WHAT IS BEING ASKED:
From the data below, return the exact lines starting at the line containing "assert_eq!(course.camera(), 0);" and ending at the line containing "if self.held == Some(direction)", both included, and nothing else.
═══ STUDY MATERIAL
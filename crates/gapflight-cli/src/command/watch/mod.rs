use std::path::PathBuf;

use crate::{
    command::{ConfigArg, train},
    tui::{RenderMode, Tui},
};

use self::app::WatchApp;

mod app;

const RENDER_FPS: f64 = 30.0;

#[derive(Default, Debug, Clone, clap::Args)]
pub(crate) struct WatchArg {
    #[clap(flatten)]
    config: ConfigArg,
    /// Resume from a saved generation directory (e.g. checkpoint/gravity/20)
    #[arg(long)]
    checkpoint: Option<PathBuf>,
}

pub(crate) fn run(arg: &WatchArg) -> anyhow::Result<()> {
    let WatchArg { config, checkpoint } = arg;

    let config = config.load()?;
    let tick_rate = f64::from(config.fps);
    let trainer = train::start(config, checkpoint.as_deref())?;

    let mut app = WatchApp::new(trainer);
    Tui::new(tick_rate, RenderMode::fixed_rate(RENDER_FPS)).run(&mut app)?;
    app.finish()
}
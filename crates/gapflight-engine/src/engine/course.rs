use arrayvec::ArrayVec;

use crate::{GapColumn, ObstacleStream};

/// Maximum number of columns an agent can observe at once.
pub const WINDOW_CAPACITY: usize = 4;

/// Window of visible columns handed to agents each tick.
pub type Window = ArrayVec<GapColumn, WINDOW_CAPACITY>;

/// Parameters describing how a course scrolls and spawns obstacles.
#[derive(Debug, Clone, Copy, PartialEq, Eq)]
pub struct CourseParams {
    /// Seed of the obstacle stream; reused at every reset.
    pub seed: u64,
    /// Pixels the camera advances per tick.
    pub camera_speed: u32,
    /// Height of each gap, in rows.
    pub gap_rows: usize,
    /// Ticks between two spawned columns.
    pub spawn_interval: u32,
}

impl Default for CourseParams {
    fn default() -> Self {
        Self {
            seed: 0,
            camera_speed: 8,
            gap_rows: 4,
            spawn_interval: ObstacleStream::spawn_interval(9, 50, 8),
        }
    }
}

/// A scrolling course: the camera position plus the obstacle stream.
///
/// The course is the only mutable state shared by the agents of a
/// generation. Agents read the visible window returned by
/// [`Course::window`]; only the driver advances the course.
#[derive(Debug, Clone)]
pub struct Course {
    params: CourseParams,
    camera: u32,
    tick: u64,
    stream: ObstacleStream,
}

impl Course {
    #[must_use]
    pub fn new(params: CourseParams) -> Self {
        Self {
            params,
            camera: 0,
            tick: 0,
            stream: ObstacleStream::new(params.seed, params.gap_rows, params.spawn_interval),
        }
    }

    #[must_use]
    pub fn params(&self) -> &CourseParams {
        &self.params
    }

    /// Horizontal camera offset, which is also the distance travelled so far.
    #[must_use]
    pub fn camera(&self) -> u32 {
        self.camera
    }

    /// Logical ticks since the last reset.
    #[must_use]
    pub fn tick(&self) -> u64 {
        self.tick
    }

    /// Moves the camera forward and lets the obstacle stream spawn and evict.
    ///
    /// The camera stops at `u32::MAX` instead of wrapping.
    pub fn advance(&mut self) {
        self.tick += 1;
        self.camera = self.camera.saturating_add(self.params.camera_speed);
        self.stream.advance(self.camera);
    }

    /// Rewinds to camera 0 with an empty, reseeded obstacle stream.
    pub fn reset(&mut self) {
        self.camera = 0;
        self.tick = 0;
        self.stream.reset();
    }

    /// Returns the oldest `len` active columns (at most [`WINDOW_CAPACITY`]).
    #[must_use]
    pub fn window(&self, len: usize) -> Window {
        self.stream
            .columns()
            .take(len.min(WINDOW_CAPACITY))
            .copied()
            .collect()
    }

    /// Iterates over every active column in spawn order.
    pub fn columns(&self) -> impl Iterator<Item = &GapColumn> + '_ {
        self.stream.columns()
    }
}

#[cfg(test)]
mod tests {
    use super::*;

    #[test]
    fn test_advance_moves_camera() {
        let mut course = Course::new(CourseParams::default());
        course.advance();
        course.advance();
        assert_eq!(course.camera(), 16);
        assert_eq!(course.tick(), 2);
        assert_eq!(course.columns().count(), 1);
    }

    #[test]
    fn test_camera_saturates() {
        let params = CourseParams {
            camera_speed: u32::MAX / 2 + 1,
            spawn_interval: 1,
            ..CourseParams::default()
        };
        let mut course = Course::new(params);
        course.advance();
        course.advance();
        course.advance();
        assert_eq!(course.camera(), u32::MAX);
        assert_eq!(course.tick(), 3);
        assert!(course.columns().all(|column| column.x() == u32::MAX));
    }

    #[test]
    fn test_window_is_bounded() {
        let params = CourseParams {
            spawn_interval: 1,
            ..CourseParams::default()
        };
        let mut course = Course::new(params);
        for _ in 0..10 {
            course.advance();
        }
        assert_eq!(course.window(2).len(), 2);
        assert_eq!(course.window(100).len(), WINDOW_CAPACITY);
    }

    #[test]
    fn test_reset_replays_course() {
        let mut course = Course::new(CourseParams::default());
        for _ in 0..300 {
            course.advance();
        }
        let before: Vec<_> = course.columns().copied().collect();
        course.reset();
        assert_eq!(course.camera(), 0);
        assert_eq!(course.columns().count(), 0);
        for _ in 0..300 {
            course.advance();
        }
        let after: Vec<_> = course.columns().copied().collect();
        assert_eq!(before, after);
    }
}
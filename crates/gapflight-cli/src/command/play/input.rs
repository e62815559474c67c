use gapflight_engine::{Control, Mode};

/// Vertical direction requested by a key.
#[derive(Debug, Clone, Copy, PartialEq, Eq)]
pub enum Direction {
    Up,
    Down,
}

/// Turns key presses into one [`Control`] per tick.
///
/// Terminals report presses and auto-repeats but usually not releases, so
/// a held key is emulated: each press keeps its direction active for
/// [`Self::HOLD_TICKS`] ticks, long enough to bridge the gap between key
/// repeats. A reported release ends the hold immediately.
#[derive(Debug)]
pub struct KeyboardInput {
    mode: Mode,
    flap_pending: bool,
    held: Option<Direction>,
    hold_left: u32,
}

impl KeyboardInput {
    pub const HOLD_TICKS: u32 = 12;

    pub fn new(mode: Mode) -> Self {
        Self {
            mode,
            flap_pending: false,
            held: None,
            hold_left: 0,
        }
    }

    pub fn press(&mut self, direction: Direction) {
        if self.mode == Mode::Gravity {
            self.flap_pending |= direction == Direction::Up;
            return;
        }
        self.held = Some(direction);
        self.hold_left = Self::HOLD_TICKS;
    }

    pub fn release(&mut self, direction: Direction) {
        if self.held == Some(direction) {
            self.held = None;
            self.hold_left = 0;
        }
    }

    pub fn clear(&mut self) {
        *self = Self::new(self.mode);
    }

    /// Control for the next tick.
    pub fn next_control(&mut self) -> Control {
        let control = match (self.mode, self.held) {
            (Mode::Gravity, _) if self.flap_pending => Control::Flap,
            (Mode::Helicopter, Some(Direction::Up)) => Control::Up,
            (Mode::Helicopter, Some(Direction::Down)) => Control::Down,
            (Mode::Thrust, Some(Direction::Up)) => Control::Axis(1.0),
            (Mode::Thrust, Some(Direction::Down)) => Control::Axis(-1.0),
            _ => Control::None,
        };
        self.flap_pending = false;
        self.hold_left = self.hold_left.saturating_sub(1);
        if self.hold_left == 0 {
            self.held = None;
        }
        control
    }
}
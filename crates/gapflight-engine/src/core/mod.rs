//! Core data structures shared by the simulation.
//!
//! - [`Field`] - Play field dimensions and the agents' fixed screen column
//! - [`GapColumn`] - A single obstacle: a column of boxes with one vertical gap
//! - [`Rect`] - Axis-aligned hitbox with strict overlap semantics
//! - [`Mode`] - Physics mode selector (gravity, helicopter, thrust)
//! - [`Control`] / [`ControlSource`] - Per-tick control input and where it comes from

pub use self::{control::*, field::*, gap_column::*, mode::*, rect::*};

pub(crate) mod control;
pub(crate) mod field;
pub(crate) mod gap_column;
pub(crate) mod mode;
pub(crate) mod rect;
══════
ANSWER BELOW:
        assert_eq!(course.camera(), 0);
        assert_eq!(course.columns().count(), 0);
        for _ in 0..300 {
            course.advance();
        }
        let after: Vec<_> = course.columns().copied().collect();
        assert_eq!(before, after);
    }
}
filename crates/gapflight-cli/src/command/play/input.rs
repository e62815559474c67c
use gapflight_engine::{Control, Mode};

/// Vertical direction requested by a key.
#[derive(Debug, Clone, Copy, PartialEq, Eq)]
pub enum Direction {
    Up,
    Down,
}

/// Turns key presses into one [`Control`] per tick.
///
/// Terminals report presses and auto-repeats but usually not releases, so
/// a held key is emulated: each press keeps its direction active for
/// [`Self::HOLD_TICKS`] ticks, long enough to bridge the gap between key
/// repeats. A reported release ends the hold immediately.
#[derive(Debug)]
pub struct KeyboardInput {
    mode: Mode,
    flap_pending: bool,
    held: Option<Direction>,
    hold_left: u32,
}

impl KeyboardInput {
    pub const HOLD_TICKS: u32 = 12;

    pub fn new(mode: Mode) -> Self {
        Self {
            mode,
            flap_pending: false,
            held: None,
            hold_left: 0,
        }
    }

    pub fn press(&mut self, direction: Direction) {
        if self.mode == Mode::Gravity {
            self.flap_pending |= direction == Direction::Up;
            return;
        }
        self.held = Some(direction);
        self.hold_left = Self::HOLD_TICKS;
    }

    pub fn release(&mut self, direction: Direction) {
        if self.held == Some(direction) {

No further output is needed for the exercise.